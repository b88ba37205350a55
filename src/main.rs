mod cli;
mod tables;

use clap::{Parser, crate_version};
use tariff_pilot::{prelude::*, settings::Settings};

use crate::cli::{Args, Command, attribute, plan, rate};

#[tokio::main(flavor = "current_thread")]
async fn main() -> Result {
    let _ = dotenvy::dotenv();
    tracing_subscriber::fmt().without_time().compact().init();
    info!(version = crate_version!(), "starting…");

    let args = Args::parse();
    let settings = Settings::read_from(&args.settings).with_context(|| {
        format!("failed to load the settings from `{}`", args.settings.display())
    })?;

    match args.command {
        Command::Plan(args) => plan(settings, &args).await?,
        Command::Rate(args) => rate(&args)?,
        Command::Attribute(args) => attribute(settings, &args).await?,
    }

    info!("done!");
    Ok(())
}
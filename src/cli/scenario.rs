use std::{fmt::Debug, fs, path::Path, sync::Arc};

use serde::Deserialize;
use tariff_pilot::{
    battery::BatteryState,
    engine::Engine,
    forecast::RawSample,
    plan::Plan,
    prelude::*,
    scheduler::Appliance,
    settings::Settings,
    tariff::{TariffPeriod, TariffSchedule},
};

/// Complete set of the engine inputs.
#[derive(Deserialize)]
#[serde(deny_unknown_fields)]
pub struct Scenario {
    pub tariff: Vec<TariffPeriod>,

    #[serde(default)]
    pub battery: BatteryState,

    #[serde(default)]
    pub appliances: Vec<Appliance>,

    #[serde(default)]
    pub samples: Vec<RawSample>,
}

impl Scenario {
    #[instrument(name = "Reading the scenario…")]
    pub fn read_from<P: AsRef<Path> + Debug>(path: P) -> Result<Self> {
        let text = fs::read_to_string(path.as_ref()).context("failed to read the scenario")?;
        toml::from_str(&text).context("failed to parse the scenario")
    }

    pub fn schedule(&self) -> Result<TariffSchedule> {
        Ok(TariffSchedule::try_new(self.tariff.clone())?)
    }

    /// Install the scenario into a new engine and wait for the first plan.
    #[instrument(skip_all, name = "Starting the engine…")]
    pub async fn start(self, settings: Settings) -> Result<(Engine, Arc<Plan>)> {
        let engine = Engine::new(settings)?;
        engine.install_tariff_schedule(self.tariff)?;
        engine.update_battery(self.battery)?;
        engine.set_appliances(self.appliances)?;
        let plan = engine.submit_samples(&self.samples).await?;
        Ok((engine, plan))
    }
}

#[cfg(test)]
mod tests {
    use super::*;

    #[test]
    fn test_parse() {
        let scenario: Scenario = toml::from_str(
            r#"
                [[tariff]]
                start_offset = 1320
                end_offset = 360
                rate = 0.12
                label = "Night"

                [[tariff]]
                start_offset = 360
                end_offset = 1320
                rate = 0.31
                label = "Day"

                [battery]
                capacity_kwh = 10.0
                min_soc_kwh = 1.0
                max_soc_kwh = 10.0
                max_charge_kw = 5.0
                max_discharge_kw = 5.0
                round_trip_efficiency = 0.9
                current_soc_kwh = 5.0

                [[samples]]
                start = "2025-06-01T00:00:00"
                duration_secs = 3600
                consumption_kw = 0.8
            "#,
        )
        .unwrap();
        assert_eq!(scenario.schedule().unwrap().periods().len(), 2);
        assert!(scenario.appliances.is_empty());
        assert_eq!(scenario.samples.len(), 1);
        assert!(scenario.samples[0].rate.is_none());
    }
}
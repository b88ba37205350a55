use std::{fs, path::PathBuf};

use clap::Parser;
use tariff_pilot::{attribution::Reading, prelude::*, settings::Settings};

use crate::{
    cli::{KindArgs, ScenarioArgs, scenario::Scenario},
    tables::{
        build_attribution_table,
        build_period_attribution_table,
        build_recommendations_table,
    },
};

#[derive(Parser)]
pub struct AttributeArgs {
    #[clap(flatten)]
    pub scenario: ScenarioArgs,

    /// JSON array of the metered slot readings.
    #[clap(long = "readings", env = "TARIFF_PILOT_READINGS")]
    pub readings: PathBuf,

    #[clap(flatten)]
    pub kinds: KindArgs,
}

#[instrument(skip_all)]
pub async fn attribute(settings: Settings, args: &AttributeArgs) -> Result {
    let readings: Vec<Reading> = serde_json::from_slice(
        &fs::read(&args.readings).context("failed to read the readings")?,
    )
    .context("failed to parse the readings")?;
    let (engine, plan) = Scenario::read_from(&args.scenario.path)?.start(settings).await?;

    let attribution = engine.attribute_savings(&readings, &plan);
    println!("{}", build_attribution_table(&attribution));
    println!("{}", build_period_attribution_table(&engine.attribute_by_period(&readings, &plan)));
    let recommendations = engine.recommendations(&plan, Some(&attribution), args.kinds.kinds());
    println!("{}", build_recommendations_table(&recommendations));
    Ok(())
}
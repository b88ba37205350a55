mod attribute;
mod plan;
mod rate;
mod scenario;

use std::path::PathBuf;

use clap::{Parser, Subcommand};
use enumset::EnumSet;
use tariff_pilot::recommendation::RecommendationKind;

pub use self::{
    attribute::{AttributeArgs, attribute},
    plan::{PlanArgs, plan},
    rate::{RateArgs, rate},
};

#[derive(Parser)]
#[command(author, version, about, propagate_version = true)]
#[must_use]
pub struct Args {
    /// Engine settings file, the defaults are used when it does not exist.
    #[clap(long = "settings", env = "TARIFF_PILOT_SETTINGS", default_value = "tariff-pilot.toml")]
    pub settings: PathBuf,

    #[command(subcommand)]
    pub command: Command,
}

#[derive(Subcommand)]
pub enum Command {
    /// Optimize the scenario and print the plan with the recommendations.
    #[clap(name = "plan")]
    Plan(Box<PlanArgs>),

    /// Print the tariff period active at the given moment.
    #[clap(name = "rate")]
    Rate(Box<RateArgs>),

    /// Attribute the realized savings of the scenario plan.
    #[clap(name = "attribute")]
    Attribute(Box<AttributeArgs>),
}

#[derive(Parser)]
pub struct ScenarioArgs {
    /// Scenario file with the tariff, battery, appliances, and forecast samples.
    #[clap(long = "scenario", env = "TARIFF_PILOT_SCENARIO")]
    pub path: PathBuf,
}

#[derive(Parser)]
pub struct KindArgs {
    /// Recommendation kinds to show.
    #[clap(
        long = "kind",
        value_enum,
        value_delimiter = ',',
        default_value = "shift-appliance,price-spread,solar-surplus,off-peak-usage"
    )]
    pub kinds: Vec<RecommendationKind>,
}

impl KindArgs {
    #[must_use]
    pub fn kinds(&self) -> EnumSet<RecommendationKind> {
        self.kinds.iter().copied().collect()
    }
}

━━━

ACTION ITEM: The lines to show are those in the data above that include "Deserialize".

OUTPUT FOR THIS EXERCISE:
use serde::Deserialize;
#[derive(Deserialize)]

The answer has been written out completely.